Christopher Froome a assommé une nouvelle fois ses concurrents, désormais proches du KO. Le "Kényan blanc" a offert aux suiveurs incrédules, une image inédite sur la Grande Boucle, celle d’un coureur capable de sprinter sans même se mettre en danseuse sur les terribles pentes du Mont Ventoux. A 7,2 km de l’arrivée, Froome place une accélération terrible : vissé sur sa selle, l’Anglais se met à mouliner, mouliner et mouliner encore. "C’est surréaliste !", a d'ailleurs commenté Cédric Vasseur, ancien cycliste et consultant pour France Télévisions.

"Froome est trop fort"

Froome a franchi la ligne d’arrivée avec une demi-heure d’avance sur le meilleur horaire prévu, lors d'une étape, il est vrai, partie très vite. Cela n’empêcha pas l'Anglais de faire, sourire aux lèvres, une bonne vingtaine de minutes de home-trainer supplémentaires à l’arrivée…

On attendait le natif de Nairobi à Ax-3-Domaines et il a écœuré d’entrée la concurrence lors d’une ascension qualifiée de "quasi-mutante" par Antoine Vayer, dans Le Monde. On l’attendait sur le contre-la-montre du Mont-Saint-Michel et il a creusé un écart profond avec ses poursuivants. On l’attendait au Mont Ventoux et il était encore seul au monde. "Froome est trop fort. Personne n’est à la hauteur de ce coureur", a déclaré à l’arrivée son dauphin, le Colombien Nairo Quintana. "Il y a Froome et les autres."

Les performances de Christopher Froome laissent perplexes. Même les croyants les plus fidèles sont envahis par le doute. Pourtant, son équipe, Sky, met tout en œuvre pour séduire. Ainsi le maillot jaune, à la différence de son prédécesseur Bradley Wiggins, répond dans plusieurs langues aux journalistes, n’éludant aucune question. Sur le dopage et le reste. Mais la communication avec le public n’opère pas. Pour preuve, on a pu entendre des sifflets dans les derniers kilomètres de l’ascension.

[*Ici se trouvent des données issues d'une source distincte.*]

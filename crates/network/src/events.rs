use crate::EventLoop;

mod identify;
mod ping;

pub(crate) trait EventHandler<E> {
    async fn handle(&mut self, event: E);
}
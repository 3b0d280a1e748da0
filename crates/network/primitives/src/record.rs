use core::fmt::{self, Display, Formatter};

use libp2p::PeerId;
use multiaddr::{Multiaddr, Protocol};
use serde::{Deserialize, Serialize};
use thiserror::Error as ThisError;

/// A peer identity together with the addresses it is known to be reachable at.
///
/// The JSON form matches libp2p's `AddrInfo` (`{"ID": .., "Addrs": [..]}`) so
/// records interoperate with go-libp2p based linkers.
#[derive(Clone, Debug, Eq, PartialEq, Serialize, Deserialize)]
pub struct PeerRecord {
    #[serde(rename = "ID")]
    pub id: PeerId,
    #[serde(rename = "Addrs", default)]
    pub addrs: Vec<Multiaddr>,
}

#[derive(Clone, Debug, ThisError)]
#[error("address {0} does not end with a /p2p/ component")]
pub struct MissingPeerId(pub Multiaddr);

impl PeerRecord {
    #[must_use]
    pub fn new(id: PeerId, addrs: impl IntoIterator<Item = Multiaddr>) -> Self {
        let mut record = Self {
            id,
            addrs: Vec::new(),
        };

        for addr in addrs {
            let _ = record.add_addr(addr);
        }

        record
    }

    /// Appends `addr` unless it is already present. Returns whether it was added.
    pub fn add_addr(&mut self, addr: Multiaddr) -> bool {
        if self.contains_addr(&addr) {
            return false;
        }

        self.addrs.push(addr);

        true
    }

    #[must_use]
    pub fn contains_addr(&self, addr: &Multiaddr) -> bool {
        self.addrs.iter().any(|known| known == addr)
    }

    pub fn merge(&mut self, other: Self) -> usize {
        other
            .addrs
            .into_iter()
            .map(|addr| self.add_addr(addr))
            .filter(|added| *added)
            .count()
    }

    pub fn to_json_line(&self) -> serde_json::Result<String> {
        serde_json::to_string(self)
    }

    pub fn from_json_line(line: &str) -> serde_json::Result<Self> {
        serde_json::from_str(line)
    }
}

impl TryFrom<Multiaddr> for PeerRecord {
    type Error = MissingPeerId;

    fn try_from(mut addr: Multiaddr) -> Result<Self, Self::Error> {
        let Some(Protocol::P2p(peer_id)) = addr.iter().last() else {
            return Err(MissingPeerId(addr));
        };

        let _ = addr.pop();

        let addrs = (!addr.is_empty()).then_some(addr);

        Ok(Self::new(peer_id, addrs))
    }
}

impl Display for PeerRecord {
    fn fmt(&self, f: &mut Formatter<'_>) -> fmt::Result {
        write!(f, "{{{}: [", self.id)?;

        for (idx, addr) in self.addrs.iter().enumerate() {
            if idx > 0 {
                f.write_str(" ")?;
            }
            write!(f, "{addr}")?;
        }

        f.write_str("]}")
    }
}

#[cfg(test)]
#[path = "tests/record.rs"]
mod tests;
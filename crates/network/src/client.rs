use core::fmt::{self, Debug, Formatter};
use std::sync::Arc;

use async_trait::async_trait;
use bustlink_network_primitives::client::{InboundStream, InboundStreams, Network};
use bustlink_network_primitives::record::PeerRecord;
use bustlink_network_primitives::stream::Stream;
use eyre::{eyre, Result as EyreResult};
use futures_util::StreamExt;
use libp2p::{Multiaddr, PeerId, StreamProtocol};
use libp2p_stream::Control;
use parking_lot::RwLock;
use tokio::sync::{mpsc, oneshot};
use tokio_util::compat::FuturesAsyncReadCompatExt;
use tracing::warn;

use crate::peers::PeerTable;
use crate::Command;

/// Handle to a running swarm.
#[derive(Clone)]
pub struct NetworkClient {
    local_peer_id: PeerId,
    control: Control,
    peers: Arc<RwLock<PeerTable>>,
    sender: mpsc::Sender<Command>,
}

impl NetworkClient {
    pub(crate) const fn new(
        local_peer_id: PeerId,
        control: Control,
        peers: Arc<RwLock<PeerTable>>,
        sender: mpsc::Sender<Command>,
    ) -> Self {
        Self {
            local_peer_id,
            control,
            peers,
            sender,
        }
    }

    pub async fn listen_on(&self, addr: Multiaddr) -> EyreResult<()> {
        self.request(|sender| Command::ListenOn { addr, sender })
            .await
    }

    async fn request<T>(
        &self,
        command: impl FnOnce(oneshot::Sender<EyreResult<T>>) -> Command,
    ) -> EyreResult<T> {
        let (sender, receiver) = oneshot::channel();

        self.sender
            .send(command(sender))
            .await
            .map_err(|_| eyre!("network event loop is not running"))?;

        receiver
            .await
            .map_err(|_| eyre!("network event loop dropped the request"))?
    }
}

impl Debug for NetworkClient {
    fn fmt(&self, f: &mut Formatter<'_>) -> fmt::Result {
        f.debug_struct("NetworkClient")
            .field("local_peer_id", &self.local_peer_id)
            .finish_non_exhaustive()
    }
}

#[async_trait]
impl Network for NetworkClient {
    fn local_peer_id(&self) -> PeerId {
        self.local_peer_id
    }

    fn connected_peers(&self) -> Vec<PeerId> {
        self.peers.read().connected()
    }

    fn peer_record(&self, peer_id: &PeerId) -> PeerRecord {
        self.peers.read().record(peer_id)
    }

    fn add_address(&self, peer_id: PeerId, addr: Multiaddr) {
        if !self.peers.write().add_listen_addr(peer_id, addr.clone()) {
            return;
        }

        if let Err(err) = self.sender.try_send(Command::AddAddress { peer_id, addr }) {
            warn!(%peer_id, %err, "Failed to hand address to the swarm");
        }
    }

    fn accept(&self, protocol: StreamProtocol) -> EyreResult<InboundStreams> {
        let incoming = self
            .control
            .clone()
            .accept(protocol.clone())
            .map_err(|err| eyre!("{protocol}: {err}"))?;

        let peers = Arc::clone(&self.peers);

        Ok(incoming
            .map(move |(peer_id, stream)| InboundStream {
                peer_id,
                remote_addr: peers.read().remote_addr(&peer_id),
                stream: Stream::new(stream.compat()),
            })
            .boxed())
    }

    async fn open_stream(&self, peer_id: PeerId, protocol: StreamProtocol) -> EyreResult<Stream> {
        let stream = self
            .control
            .clone()
            .open_stream(peer_id, protocol.clone())
            .await
            .map_err(|err| eyre!("failed to open {protocol} to {peer_id}: {err}"))?;

        Ok(Stream::new(stream.compat()))
    }

    async fn dial(&self, record: &PeerRecord) -> EyreResult<()> {
        self.request(|sender| Command::Dial {
            record: record.clone(),
            sender,
        })
        .await
    }
}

"Le sportif n’a pas une longueur, mais des trains d’avance sur la lutte antidopage"

"On en revient toujours au même dénominateur commun. On ne peut pas affirmer, sur les contrôles, que Christopher Froome est dopé", nous confie le Dr de Mondenard. "Les sportifs prennent des substances que les laboratoires ne cherchent pas et les laboratoires cherchent des substances que les sportifs ne prennent pas."

"Les contrôles sur le Tour de France sont là pour labelliser propre les coureurs qui se sont organisés pour être négatifs au moment du contrôle. C’est une machine à labelliser propre", ajoute l’auteur de "La grande imposture". "Le sportif n’a pas une longueur, mais des trains d’avance sur la lutte antidopage."

Une lutte antidopage qui ne convainc aucunement Jean-Pierre de Mondenard. "A la fin du Tour on va nous raconter que l’on a pratiqué 200 contrôles tous négatifs ! Mais ce n’est pas ça que l’on attend. C’est que l’on nous dise 200 contrôles négatifs à telles et telles substances. Et pour les autres substances on ne les a pas testées."

"A partir du moment où le dopage est généralisé, les coureurs considèrent qu’ils gagnent sans tricher. C’est ce qu’ont dit notamment Armstrong et Ulrich." C’est ce que dit également Christopher Froome, très probable vainqueur de ce Tour, et pour le moment aucune enquête n’a prouvé le contraire.